Já quanto a dificuldades na prossecução da missão, os custos e o pouco apoio do Estado surgem à cabeça.
“Hoje em dia, e cada vez mais, as exigências que nos são colocadas e as dificuldades financeiras que vão surgindo, por exemplo, com o aumento abrupto do preço dos produtos, são os grandes problemas que enfrentamos. Temos também alguma dificuldade em recrutar pessoal, mas isso é um problema geral em todas as áreas de atividade. Mas nestas áreas ainda é mais difícil”, sustenta o diretor-técnico, ao que Fernando Pereira acrescenta: “O Estado que é a entidade que, em primeiro lugar, devia tomar conta das pessoas a partir de uma certa idade, devia ajudar mais materialmente para podermos fazer o serviço que eles prometem e que gostam que as instituições façam. Mas quando chega a hora, a contribuição do Estado é muito baixa. Por isso é que as nossas contas andam no limite, porque não podemos tratar mal as pessoas que acolhemos. A única ajuda que temos é um apoio da Câmara para o suplemento daquilo que a Segurança Social não paga dos remédios, porque o rendimento dos nossos utentes é muito baixo. Agora, a Segurança Social podia e devia comparticipar mais e melhor para nós também prestarmos melhores serviços. E quem diz esta, diz todas as instituições. Até porque somos obrigados a ter um rácio de pessoal muito alto. Neste momento, temos 50 funcionários para 62 utentes”.

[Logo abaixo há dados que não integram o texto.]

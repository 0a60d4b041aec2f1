/// Recommended error type for your scenario `main` function and any shared code that you write
/// for hooks. This type is compatible with the [crate::definition::HookResult] type so you can
/// use `?` to propagate errors.
pub type ModelTunnelResult<T> = anyhow::Result<T>;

Momentos difíceis para todas as IPSS aconteceram com a pandemia de Covid-19.
“Dadas as condições que tínhamos e as circunstâncias que vivemos, correu bastante bem. Tivemos um surto já depois de toda a gente estar vacinada, quando a pandemia estava a entrar na fase de alívio. As coisas correram bem, mas foram dias muito difíceis. Trabalhávamos de segunda-feira a domingo durante quase dois anos. Correu bem, mas foi um investimento muito grande em termos de EPI (Equipamento de Proteção Individual), uma rubrica que, no primeiro ano, representou logo um acréscimo de 60 mil euros ao que era o orçamento da instituição. No entanto, o que conta é o resultado final e esse é positivo, logo porque não houve falecimentos”, afirma, satisfeito, Paulo Pires, que destaca ainda uma aprendizagem que a pandemia proporcionou e que tem reflexos diretos na intervenção que decorre nas instalações.
“Ensinou-nos a tempo de fazermos mais um melhoramento no projeto de remodelação. Com a realidade vivida durante a Covid, repensámos os quartos que, agora, têm a capacidade para funcionar em isolamento ou não. Sem a pandemia, nem pensávamos nisso”, argumenta.
E como seria Elvas sem o Lar Júlio Alcântara Botelho?
“O Lar sempre foi uma instituição de referência no concelho de Elvas e que apoia sempre que é preciso. Na crise de 2008, fizemos uma parceria com a Câmara Municipal de Elvas em que servíamos 600 refeições diárias em cantina. Hoje temos os cabazes sociais e ainda temos a cantina social que serve 35 refeições diárias”, sustenta Paulo Pires.
De momento, a instituição acolhe 62 idosos em ERPI e presta apoio a 42 utentes através do SAD.